[About this task] Copy each of the following entries back without change.

────────────────

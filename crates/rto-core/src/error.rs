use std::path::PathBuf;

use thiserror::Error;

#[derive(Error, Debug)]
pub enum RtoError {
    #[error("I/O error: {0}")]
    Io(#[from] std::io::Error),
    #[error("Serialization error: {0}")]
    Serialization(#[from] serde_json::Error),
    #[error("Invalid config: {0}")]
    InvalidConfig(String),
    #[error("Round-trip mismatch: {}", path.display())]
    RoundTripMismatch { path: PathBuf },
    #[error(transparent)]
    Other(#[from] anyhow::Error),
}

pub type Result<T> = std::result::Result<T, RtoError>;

────────────────

[Result below]
filename crates/rto-core/src/error.rs
use std::path::PathBuf;

use thiserror::Error;

#[derive(Error, Debug)]
pub enum RtoError {
    #[error("I/O error: {0}")]
    Io(#[from] std::io::Error),
    #[error("Serialization error: {0}")]
    Serialization(#[from] serde_json::Error),
    #[error("Invalid config: {0}")]
    InvalidConfig(String),
    #[error("Round-trip mismatch: {}", path.display())]
    RoundTripMismatch { path: PathBuf },
    #[error(transparent)]
    Other(#[from] anyhow::Error),
}

pub type Result<T> = std::result::Result<T, RtoError>;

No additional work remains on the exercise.